AYM, toplu özgürlükler sınavında

“Temel Hak ve Hürriyetlerin Geliştirilmesi Amacıyla Çeşitli Kanunlarda Değişiklik Yapılmasına Dair Kanun” (R.G.: 13.03.2014/ 6529 sy.lı K.).
Yasa başlığı, ülkemizde yasama, yargı ve yürütme organlarının hak ve özgürlüklere saygı duyması ve korumasının ötesinde; “geliştirme” evresine ulaşıldığı izlenimi vermiyor değil.
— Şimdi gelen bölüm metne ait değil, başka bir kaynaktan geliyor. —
use std::{
    iter::Sum,
    ops::Add,
    sync::atomic::{AtomicU64, AtomicUsize, Ordering},
};

/// Counters of a single slot. These are shared between the send path, the poller and
/// readers of the stats, and are only ever updated with relaxed atomics.
#[derive(Debug, Default)]
pub(crate) struct SlotCounters {
    /// Records accepted by the broker client.
    submitted: AtomicU64,
    /// Records the broker acknowledged.
    delivered: AtomicU64,
    /// Records rejected on enqueue, failed by the broker client, or abandoned on close.
    failed: AtomicU64,
    /// Payload bytes of delivered records.
    bytes_delivered: AtomicU64,
    /// Number of `send` calls cut short by a full local queue.
    backpressure: AtomicU64,
    /// Number of times the broker-client handle was recreated.
    reconnects: AtomicU64,
    /// Records submitted whose completion has not been drained yet.
    in_flight: AtomicUsize,
}

impl SlotCounters {
    /// Reserves in-flight depth for a record about to be handed to the broker client. The
    /// client may report the record before `try_send` even returns, so the depth has to be
    /// taken first.
    #[inline]
    pub(crate) fn reserve(&self) {
        self.in_flight.fetch_add(1, Ordering::Relaxed);
    }

    /// Gives back a reservation for a record the broker client refused. Returns `false` if
    /// the depth was already zero because [`abandon_in_flight`](Self::abandon_in_flight)
    /// took it.
    #[inline]
    pub(crate) fn unreserve(&self) -> bool {
        self.release()
    }

    /// Decrements the in-flight depth without wrapping below zero.
    #[inline]
    fn release(&self) -> bool {
        self.in_flight
            .fetch_update(Ordering::Relaxed, Ordering::Relaxed, |depth| depth.checked_sub(1))
            .is_ok()
    }

    #[inline]
    pub(crate) fn on_submitted(&self) {
        self.submitted.fetch_add(1, Ordering::Relaxed);
    }

    #[inline]
    pub(crate) fn on_delivered(&self, bytes: usize) {
        self.delivered.fetch_add(1, Ordering::Relaxed);
        self.bytes_delivered.fetch_add(bytes as u64, Ordering::Relaxed);
        self.release();
    }

    /// A submitted record failed asynchronously.
    #[inline]
    pub(crate) fn on_delivery_failed(&self) {
        self.failed.fetch_add(1, Ordering::Relaxed);
        self.release();
    }

    /// A record was refused by the broker client before being submitted.
    #[inline]
    pub(crate) fn on_send_failed(&self) {
        self.failed.fetch_add(1, Ordering::Relaxed);
    }

    #[inline]
    pub(crate) fn on_backpressure(&self) {
        self.backpressure.fetch_add(1, Ordering::Relaxed);
    }

    #[inline]
    pub(crate) fn on_reconnect(&self) {
        self.reconnects.fetch_add(1, Ordering::Relaxed);
    }

    /// Counts everything still in flight as failed and resets the depth. Returns how many
    /// records were abandoned.
    pub(crate) fn abandon_in_flight(&self) -> usize {
        let abandoned = self.in_flight.swap(0, Ordering::Relaxed);
        self.failed.fetch_add(abandoned as u64, Ordering::Relaxed);
        abandoned
    }

    #[inline]
    pub(crate) fn in_flight(&self) -> usize {
        self.in_flight.load(Ordering::Relaxed)
    }

    pub(crate) fn snapshot(&self) -> SlotStats {
        SlotStats {
            submitted: self.submitted.load(Ordering::Relaxed),
            delivered: self.delivered.load(Ordering::Relaxed),
            failed: self.failed.load(Ordering::Relaxed),
            bytes_delivered: self.bytes_delivered.load(Ordering::Relaxed),
            backpressure: self.backpressure.load(Ordering::Relaxed),
            reconnects: self.reconnects.load(Ordering::Relaxed),
            queue_depth: self.in_flight.load(Ordering::Relaxed) as u64,
        }
    }
}

/// A point-in-time snapshot of one slot's counters.
#[derive(Debug, Clone, Copy, Default, PartialEq, Eq)]
pub struct SlotStats {
    /// Records accepted by the broker client.
    pub submitted: u64,
    /// Records acknowledged by the broker.
    pub delivered: u64,
    /// Records refused on enqueue, failed after submission, or abandoned on close.
    pub failed: u64,
    /// Payload bytes of delivered records.
    pub bytes_delivered: u64,
    /// Number of `send` calls cut short by a full local queue.
    pub backpressure: u64,
    /// Number of times the broker-client handle was recreated.
    pub reconnects: u64,
    /// Records submitted whose completion has not been polled yet.
    pub queue_depth: u64,
}

impl Add for SlotStats {
    type Output = Self;

    fn add(self, rhs: Self) -> Self::Output {
        Self {
            submitted: self.submitted + rhs.submitted,
            delivered: self.delivered + rhs.delivered,
            failed: self.failed + rhs.failed,
            bytes_delivered: self.bytes_delivered + rhs.bytes_delivered,
            backpressure: self.backpressure + rhs.backpressure,
            reconnects: self.reconnects + rhs.reconnects,
            queue_depth: self.queue_depth + rhs.queue_depth,
        }
    }
}

impl Sum for SlotStats {
    fn sum<I: Iterator<Item = Self>>(iter: I) -> Self {
        iter.fold(Self::default(), Add::add)
    }
}

/// Pool-wide delivery statistics, summed over every slot.
///
/// All counters are monotonic except `queue_depth`.
#[derive(Debug, Clone, Copy, Default, PartialEq, Eq)]
pub struct PoolStats {
    /// Number of slots in the pool.
    pub slots: usize,
    /// Records accepted by the broker clients.
    pub submitted: u64,
    /// Records acknowledged by the broker.
    pub delivered: u64,
    /// Records that failed: refused on enqueue, failed after submission, or still
    /// unacknowledged when the pool was closed.
    pub failed: u64,
    pub bytes_delivered: u64,
    /// Number of `send` calls cut short by a full local queue.
    pub backpressure: u64,
    pub reconnects: u64,
    /// Records currently owned by the broker clients or awaiting a poll.
    pub queue_depth: u64,
}

impl PoolStats {
    pub(crate) fn from_slots(slots: usize, total: SlotStats) -> Self {
        Self {
            slots,
            submitted: total.submitted,
            delivered: total.delivered,
            failed: total.failed,
            bytes_delivered: total.bytes_delivered,
            backpressure: total.backpressure,
            reconnects: total.reconnects,
            queue_depth: total.queue_depth,
        }
    }

    /// Records whose outcome is known.
    #[inline]
    pub fn completed(&self) -> u64 {
        self.delivered + self.failed
    }
}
Tam tersine, “geliştirme”, açık bir “gerileme” örtüsü olarak kullanılıyor.
Üç dönemden kesitler
Yıl 1983 (askerî yönetim): Güzergâh belirleme yetkisini mülk? idare âmirine  veren 2911 sayılı TGYK md. 6’ya göre; “Toplantı yerlerinin tespitinde gidiş gelişi, güvenliği bozmayacak ve pazarların kurulmasına engel olmayacak biçimde, toplantıların genel olarak yapıldığı, elektrik tesisatı olan yerler tercih edilir.” (6.10.1983).
Yıl 2001 (Koalisyon Hükümeti): güzergah belirlemeye ilişkin şu yetki Anayasa’dan çıkarıldı: “Şehir düzeninin bozulmasını önlemek amacıyla yetkili idari merci, gösteri yürüyüşünün yapılacağı yer ve güzergahı tespit edebilir” (md. 34/2).
Yıl 2014 (AK Parti Hükümeti): md. 6’yı kaldırmak bir yana, daha da genişletildi: “Toplantı ve gösteri yürüyüşü yer ve güzergâhı, kamu düzenini ve genel asayişi bozmayacak ve vatandaşların günlük yaşamını zorlaştırmayacak şekilde mahallin en büyük mülki amiri tarafından belirlenir.”(6529 sy.lı K.)
Saptama 1: “vatandaşların günlük yaşantısını zorlaştırmama” ölçütü,  Anayasa md. 34’te yer alan sınırlama nedenlerine yabancı olduğu gibi, 1983 düzenlemesinin bile “sınırları dışında”.
Yeni yasa, durumun vahametini hafifletmek için demokratik görüntüyü ihmal etmiyor: Mülk? idare amirleri, belli parti temsilcileri, belediye başkanları, sendika ve kamu kurumu niteliğindeki meslek kuruluşlarının görüşlerini alır. (İstanbul Valiliği, yer belirlemesi yaptıktan sonra, ilgili kuruluşlara söz konusu “alanlar”ı teyit ettirmek için sınırlı bir süre tanıyor (29.05.2014).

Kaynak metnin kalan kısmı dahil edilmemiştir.